5 reasons why CCTA should be a first-line test for CAD
By Abraham Kim, AuntMinnie.com staff writer
September 4, 2018 — Mounting evidence suggests that coronary CT angiography (CCTA) may be the best first-line test for evaluating possible coronary artery disease (CAD). Physicians from Virginia and Texas detailed five features of CCTA that support this idea in an article published online August 28 in the Journal of Thoracic Imaging.
The group, led by first author Dr. Christopher Maroules from the Naval Medical Center in Portsmouth, VA, reviewed current research centered on the use of CCTA for patients with chest pain who are suspected of having coronary artery disease. They found that CCTA was well-positioned to be a first-line test for a variety of reasons, including those described below.
1. Effective gatekeeping for cardiac catheterization
In addition to CCTA being the only noninvasive imaging modality that provides a reliable depiction of the coronary arteries, numerous large-scale trials have demonstrated the test’s capacity to improve the diagnosis of obstructive CAD as well, Maroules and colleagues noted.
What’s more, combining noninvasive functional tests such as CT myocardial perfusion and CT fractional flow reserve with CCTA provides clinicians with more information concerning coronary stenosis. Ultimately, these benefits may enable CCTA to detect pathology and prevent unnecessary invasive procedures more efficiently than other methods.
2. Utility for guiding revascularization and therapeutic decision-making
Recent studies, such as the Prospective Multicenter Imaging Study for Evaluation of Chest Pain (PROMISE) and the Scottish Computed Tomography of the Heart(SCOT-HEART) trial, have suggested that CCTA may be better than standard clinical evaluation at discerning which patients require revascularization versus medical therapy — particularly due to its high diagnostic yield for obstructive CAD.
3. Advanced risk stratification
CCTA has the ability to assess the full spectrum of coronary plaque and use this information to stratify a patient’s risk of heart disease and cardiac events. On the other hand, stress electrocardiography, stress imaging, and other conventional functional tests are limited to identifying only patients with advanced stenosis.

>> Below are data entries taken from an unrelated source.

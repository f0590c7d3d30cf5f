//! Share-nothing batch execution over a rayon pool.

use std::any::Any;
use std::fmt::Display;
use std::panic::{self, AssertUnwindSafe};

use rayon::prelude::*;
use tracing::{info, warn};

use crate::error::{BatchError, BatchResult};
use crate::expand::ScenarioVariant;
use crate::partition::partition;

/// A variant whose job returned an error.
#[derive(Debug, Clone, PartialEq, Eq)]
pub struct VariantFailure {
    pub id: usize,
    pub worker: usize,
    pub message: String,
}

/// Outcome of a batch, merged in block order.
#[derive(Debug, Clone)]
pub struct BatchReport<T> {
    /// `(variant id, job output)` in id order.
    pub completed: Vec<(usize, T)>,
    pub failed: Vec<VariantFailure>,
    /// Variants skipped because an earlier variant in the same block failed.
    pub abandoned: Vec<usize>,
}

impl<T> BatchReport<T> {
    fn empty() -> Self {
        Self {
            completed: Vec::new(),
            failed: Vec::new(),
            abandoned: Vec::new(),
        }
    }

    pub fn is_success(&self) -> bool {
        self.failed.is_empty() && self.abandoned.is_empty()
    }

    pub fn total(&self) -> usize {
        self.completed.len() + self.failed.len() + self.abandoned.len()
    }

    fn merge(&mut self, other: BatchReport<T>) {
        self.completed.extend(other.completed);
        self.failed.extend(other.failed);
        self.abandoned.extend(other.abandoned);
    }
}

fn panic_message(payload: &(dyn Any + Send)) -> &str {
    payload
        .downcast_ref::<&str>()
        .copied()
        .or_else(|| payload.downcast_ref::<String>().map(String::as_str))
        .unwrap_or("unknown panic")
}

/// Runs variants in contiguous blocks, one block per worker thread.
#[derive(Debug, Clone, Copy)]
pub struct BatchRunner {
    workers: usize,
}

impl BatchRunner {
    /// A worker count of zero is treated as one.
    pub fn new(workers: usize) -> Self {
        Self {
            workers: workers.max(1),
        }
    }

    pub fn with_available_parallelism() -> Self {
        let workers = std::thread::available_parallelism()
            .map(|n| n.get())
            .unwrap_or(1);
        Self::new(workers)
    }

    pub fn workers(&self) -> usize {
        self.workers
    }

    /// Run `job` once per variant.
    ///
    /// Blocks run in parallel, each sequentially in id order. A failing or
    /// panicking variant stops its own block only; the remaining variants of
    /// that block are reported as abandoned while other blocks carry on.
    pub fn run<T, E, F>(&self, variants: &[ScenarioVariant], job: F) -> BatchResult<BatchReport<T>>
    where
        T: Send,
        E: Display,
        F: Fn(&ScenarioVariant) -> Result<T, E> + Sync,
    {
        let blocks = partition(variants.len(), self.workers);
        if blocks.is_empty() {
            return Ok(BatchReport::empty());
        }
        info!(
            variants = variants.len(),
            workers = blocks.len(),
            "starting batch"
        );

        let pool = rayon::ThreadPoolBuilder::new()
            .num_threads(blocks.len())
            .thread_name(|i| format!("gs-batch-{i}"))
            .build()
            .map_err(|e| BatchError::Pool {
                message: e.to_string(),
            })?;

        let run_block = |(worker, range): (usize, std::ops::Range<usize>)| {
            let mut report = BatchReport::empty();
            let mut ids = range;
            for id in ids.by_ref() {
                let variant = &variants[id];
                let message = match panic::catch_unwind(AssertUnwindSafe(|| job(variant))) {
                    Ok(Ok(out)) => {
                        report.completed.push((variant.id, out));
                        continue;
                    }
                    Ok(Err(e)) => e.to_string(),
                    Err(payload) => format!("panicked: {}", panic_message(payload.as_ref())),
                };
                warn!(worker, variant = variant.id, error = %message, "variant failed, abandoning block");
                report.failed.push(VariantFailure {
                    id: variant.id,
                    worker,
                    message,
                });
                break;
            }
            report
                .abandoned
                .extend(ids.map(|id| variants[id].id));
            report
        };

        let reports: Vec<BatchReport<T>> =
            pool.install(|| blocks.into_par_iter().enumerate().map(run_block).collect());

        let mut merged = BatchReport::empty();
        for report in reports {
            merged.merge(report);
        }
        info!(
            completed = merged.completed.len(),
            failed = merged.failed.len(),
            abandoned = merged.abandoned.len(),
            "batch finished"
        );
        Ok(merged)
    }
}
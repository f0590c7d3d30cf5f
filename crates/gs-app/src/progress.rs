#[derive(Debug, Clone, Copy, PartialEq, Eq)]
pub enum RunStage {
    LoadingScenario,
    Simulating,
    ExpandingVariants,
    RunningBatch,
    Completed,
}

#[derive(Debug, Clone)]
pub struct RunProgressEvent {
    pub stage: RunStage,
    /// Variant id when the event belongs to a batch variant.
    pub variant: Option<usize>,
    pub elapsed_wall_s: f64,
    pub message: Option<String>,
}

impl RunProgressEvent {
    pub fn stage(stage: RunStage, elapsed_wall_s: f64, message: Option<String>) -> Self {
        Self {
            stage,
            variant: None,
            elapsed_wall_s,
            message,
        }
    }
}
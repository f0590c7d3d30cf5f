//! Scenario loading and validation.

use std::path::Path;

use gs_batch::{ExpansionMode, expand};
use gs_graph::ScenarioConfig;
use gs_models::{FactoryError, ModelFactory};
use gs_project::ScenarioFile;
use tracing::debug;

use crate::error::{AppError, AppResult};

/// Shape of a validated scenario.
#[derive(Debug, Clone, PartialEq, Eq)]
pub struct ScenarioSummary {
    pub name: String,
    pub models: usize,
    pub edges: usize,
    pub async_requests: usize,
    pub monitored: usize,
    pub ticks: u64,
    /// Number of variants the batch section would expand to.
    pub variants: usize,
}

/// Expansion mode selected by the file's `batch` section.
pub(crate) fn expansion_mode(file: &ScenarioFile) -> ExpansionMode {
    ExpansionMode::from_align(file.batch.as_ref().is_some_and(|b| b.align_parameters))
}

/// Load and freeze a scenario file.
pub fn load_scenario(path: &Path) -> AppResult<(ScenarioFile, ScenarioConfig)> {
    if !path.exists() {
        return Err(AppError::ScenarioNotFound {
            path: path.to_path_buf(),
        });
    }
    let (file, mut builder) = gs_project::load_builder(path)?;
    let config = builder.freeze()?;
    debug!(scenario = config.name(), path = %path.display(), "scenario loaded");
    Ok((file, config))
}

/// Check a scenario file end to end without running it.
///
/// Beyond loading and freezing, every model type must be known to the
/// factory and the batch expansion must succeed.
pub fn validate_scenario(path: &Path, factory: &ModelFactory) -> AppResult<ScenarioSummary> {
    let (file, config) = load_scenario(path)?;

    for spec in config.models() {
        if !factory.supports(&spec.kind) {
            return Err(FactoryError::UnknownType {
                model: spec.name.clone(),
                kind: spec.kind.clone(),
            }
            .into());
        }
    }
    let variants = expand(&config, expansion_mode(&file))?;

    Ok(ScenarioSummary {
        name: config.name().to_string(),
        models: config.models().len(),
        edges: config.edges().len(),
        async_requests: config.async_requests().len(),
        monitored: config.monitored().len(),
        ticks: config.bounds().tick_count(),
        variants: variants.len(),
    })
}
//! Error types for the gs-app service layer.

use std::path::PathBuf;

/// Application error wrapping the backend crates behind one interface.
#[derive(Debug, thiserror::Error)]
pub enum AppError {
    #[error("Project error: {0}")]
    Project(String),

    #[error("Scenario file not found: {path}")]
    ScenarioNotFound { path: PathBuf },

    #[error("Scenario configuration error: {0}")]
    Config(String),

    #[error("Model construction failed: {0}")]
    Factory(String),

    #[error("Simulation error: {0}")]
    Simulation(String),

    #[error("Results error: {0}")]
    Results(String),

    #[error("Batch error: {0}")]
    Batch(String),

    #[error("{failed} variant(s) failed and {abandoned} were abandoned; first failure: {first}")]
    VariantsFailed {
        failed: usize,
        abandoned: usize,
        first: String,
    },

    #[error("I/O error: {0}")]
    Io(#[from] std::io::Error),
}

/// Result type for gs-app operations.
pub type AppResult<T> = Result<T, AppError>;

impl From<gs_project::ProjectError> for AppError {
    fn from(err: gs_project::ProjectError) -> Self {
        AppError::Project(err.to_string())
    }
}

impl From<gs_graph::ConfigError> for AppError {
    fn from(err: gs_graph::ConfigError) -> Self {
        AppError::Config(err.to_string())
    }
}

impl From<gs_models::FactoryError> for AppError {
    fn from(err: gs_models::FactoryError) -> Self {
        AppError::Factory(err.to_string())
    }
}

impl From<gs_sim::SimError> for AppError {
    fn from(err: gs_sim::SimError) -> Self {
        AppError::Simulation(err.to_string())
    }
}

impl From<gs_results::ResultsError> for AppError {
    fn from(err: gs_results::ResultsError) -> Self {
        AppError::Results(err.to_string())
    }
}

impl From<gs_batch::BatchError> for AppError {
    fn from(err: gs_batch::BatchError) -> Self {
        AppError::Batch(err.to_string())
    }
}
//! Error types for batch execution.

use gs_graph::ConfigError;
use thiserror::Error;

#[derive(Error, Debug)]
pub enum BatchError {
    #[error("Variant expansion failed: {0}")]
    Config(#[from] ConfigError),

    #[error("Worker pool error: {message}")]
    Pool { message: String },
}

pub type BatchResult<T> = Result<T, BatchError>;
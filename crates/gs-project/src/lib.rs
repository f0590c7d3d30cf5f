//! gs-project: scenario file format, validation and conversion.

pub mod convert;
pub mod schema;
pub mod validate;

pub use convert::{model_spec, to_builder};
pub use schema::*;
pub use validate::{ValidationError, validate_scenario};

use std::path::Path;

use gs_core::CoreError;
use gs_graph::{ConfigError, ScenarioBuilder};

pub type ProjectResult<T> = Result<T, ProjectError>;

#[derive(thiserror::Error, Debug)]
pub enum ProjectError {
    #[error("Validation error: {0}")]
    Validation(#[from] ValidationError),

    #[error("Configuration error: {0}")]
    Config(#[from] ConfigError),

    #[error("Invalid reference: {0}")]
    Core(#[from] CoreError),

    #[error("I/O error: {0}")]
    Io(#[from] std::io::Error),

    #[error("YAML error: {0}")]
    Yaml(#[from] serde_yaml::Error),
}

/// Parse and validate a scenario from YAML text.
pub fn from_yaml_str(content: &str) -> ProjectResult<ScenarioFile> {
    let file: ScenarioFile = serde_yaml::from_str(content)?;
    validate_scenario(&file)?;
    Ok(file)
}

pub fn load_yaml(path: &Path) -> ProjectResult<ScenarioFile> {
    let content = std::fs::read_to_string(path)?;
    from_yaml_str(&content)
}

pub fn save_yaml(path: &Path, file: &ScenarioFile) -> ProjectResult<()> {
    validate_scenario(file)?;
    let content = serde_yaml::to_string(file)?;
    std::fs::write(path, content)?;
    Ok(())
}

/// Load a scenario file and convert it into an unfrozen builder.
///
/// Relative scenario data paths resolve against the file's directory.
pub fn load_builder(path: &Path) -> ProjectResult<(ScenarioFile, ScenarioBuilder)> {
    let file = load_yaml(path)?;
    let builder = to_builder(&file, path.parent())?;
    Ok((file, builder))
}
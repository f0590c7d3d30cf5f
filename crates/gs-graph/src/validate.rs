//! Scenario validation logic.

use gs_core::{AttrRef, TimeBounds};
use std::collections::HashSet;

use crate::error::{ConfigError, ConfigResult};
use crate::graph::{AsyncRequest, DataflowGraph};
use crate::model::{Discipline, ModelSpec};

/// Validate a single model declaration against the scenario resolution.
pub(crate) fn validate_spec(spec: &ModelSpec, resolution: u64) -> ConfigResult<()> {
    let invalid = |what: String| ConfigError::InvalidSpec {
        model: spec.name.clone(),
        what,
    };

    if spec.name.is_empty() {
        return Err(invalid("model name must not be empty".to_string()));
    }
    if spec.name.contains('.') {
        return Err(invalid("model name must not contain '.'".to_string()));
    }
    if spec.kind.is_empty() {
        return Err(invalid("model type must not be empty".to_string()));
    }

    // Attribute names are unique across inputs, outputs and states
    let mut seen = HashSet::new();
    for name in spec
        .inputs
        .keys()
        .chain(spec.outputs.keys())
        .chain(spec.states.keys())
    {
        if name.is_empty() {
            return Err(invalid("attribute names must not be empty".to_string()));
        }
        if !seen.insert(name.as_str()) {
            return Err(invalid(format!("attribute '{}' declared more than once", name)));
        }
    }

    for trigger in &spec.triggers {
        if !spec.inputs.contains_key(trigger) && !spec.outputs.contains_key(trigger) {
            return Err(invalid(format!(
                "trigger '{}' is not a declared input or output",
                trigger
            )));
        }
    }

    match spec.discipline {
        Discipline::TimeBased { step_size } | Discipline::Hybrid { step_size } => {
            if step_size == 0 {
                return Err(invalid("step_size must be positive".to_string()));
            }
            if resolution > 0 && step_size % resolution != 0 {
                return Err(invalid(format!(
                    "step_size {}s is not a multiple of the resolution {}s",
                    step_size, resolution
                )));
            }
        }
        Discipline::EventBased => {}
    }

    if spec.discipline.reacts_to_triggers() && spec.triggers.is_empty() {
        return Err(invalid(
            "event-based and hybrid models must declare at least one trigger".to_string(),
        ));
    }

    Ok(())
}

pub(crate) fn validate_bounds(bounds: &TimeBounds) -> ConfigResult<()> {
    if bounds.end <= bounds.start {
        return Err(ConfigError::InvalidTimeBounds {
            what: format!(
                "end_time {} must be after start_time {}",
                bounds.end, bounds.start
            ),
        });
    }
    if bounds.resolution == 0 {
        return Err(ConfigError::InvalidTimeBounds {
            what: "resolution must be positive".to_string(),
        });
    }
    Ok(())
}

/// Check that `from` is a readable attr and `to` an input, on existing models.
pub(crate) fn validate_edge_endpoints(
    graph: &DataflowGraph,
    from: &AttrRef,
    to: &AttrRef,
) -> ConfigResult<()> {
    let invalid = |what: String| ConfigError::InvalidEdge {
        from: from.to_string(),
        to: to.to_string(),
        what,
    };

    let src = graph
        .model(&from.model)
        .ok_or_else(|| ConfigError::UnknownModel {
            name: from.model.clone(),
        })?;
    let dst = graph
        .model(&to.model)
        .ok_or_else(|| ConfigError::UnknownModel {
            name: to.model.clone(),
        })?;

    if !src.is_readable(&from.attr) {
        return Err(invalid(format!(
            "'{}' is not a declared output or state of '{}'",
            from.attr, from.model
        )));
    }
    if !dst.has_input(&to.attr) {
        return Err(invalid(format!(
            "'{}' is not a declared input of '{}'",
            to.attr, to.model
        )));
    }
    Ok(())
}

pub(crate) fn validate_async(graph: &DataflowGraph, request: &AsyncRequest) -> ConfigResult<()> {
    for (src_attr, dst_attr) in &request.pairs {
        validate_edge_endpoints(
            graph,
            &AttrRef::new(&request.source, src_attr),
            &AttrRef::new(&request.dest, dst_attr),
        )?;
    }
    Ok(())
}

pub(crate) fn validate_monitor(graph: &DataflowGraph, attr: &AttrRef) -> ConfigResult<()> {
    let spec = graph
        .model(&attr.model)
        .ok_or_else(|| ConfigError::UnknownModel {
            name: attr.model.clone(),
        })?;
    if spec.attr_kind(&attr.attr).is_none() {
        return Err(ConfigError::InvalidSpec {
            model: attr.model.clone(),
            what: format!("monitored attribute '{}' is not declared", attr.attr),
        });
    }
    Ok(())
}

4. Improvement in patient outcomes
In a meta-analysis of randomized controlled trials comparing CCTA with functional testing, Bittencourt et al reported that CCTA reduced the relative risk of heart attack in patients presenting with chest pain by 31%. A recent follow-up study of the SCOT-HEART trial also found that CCTA reduced the risk of either heart attack or death by approximately 50%.
A potential caveat of these improved outcomes, however, is a greater financial burden: CCTA cost an average of $254 more than functional testing in PROMISE and $462 more than the standard of care in the SCOT-HEART trial.
5. Support from various society guidelines
Several societies have endorsed the use of CCTA as an effective diagnostic test for evaluating stable chest pain in patients suspected of having CAD. Notably, the U.K. National Institute for Health and Care Excellence (NICE) 2016 clinical guideline recommends CCTA as a first-line test.
“Given the expansion of CT technologies to include functional strategies for evaluating ischemia both with and without vasodilators, CCTA is poised to become the comprehensive examination for stable chest pain and anginal equivalent cardiopulmonary symptoms,” the authors wrote.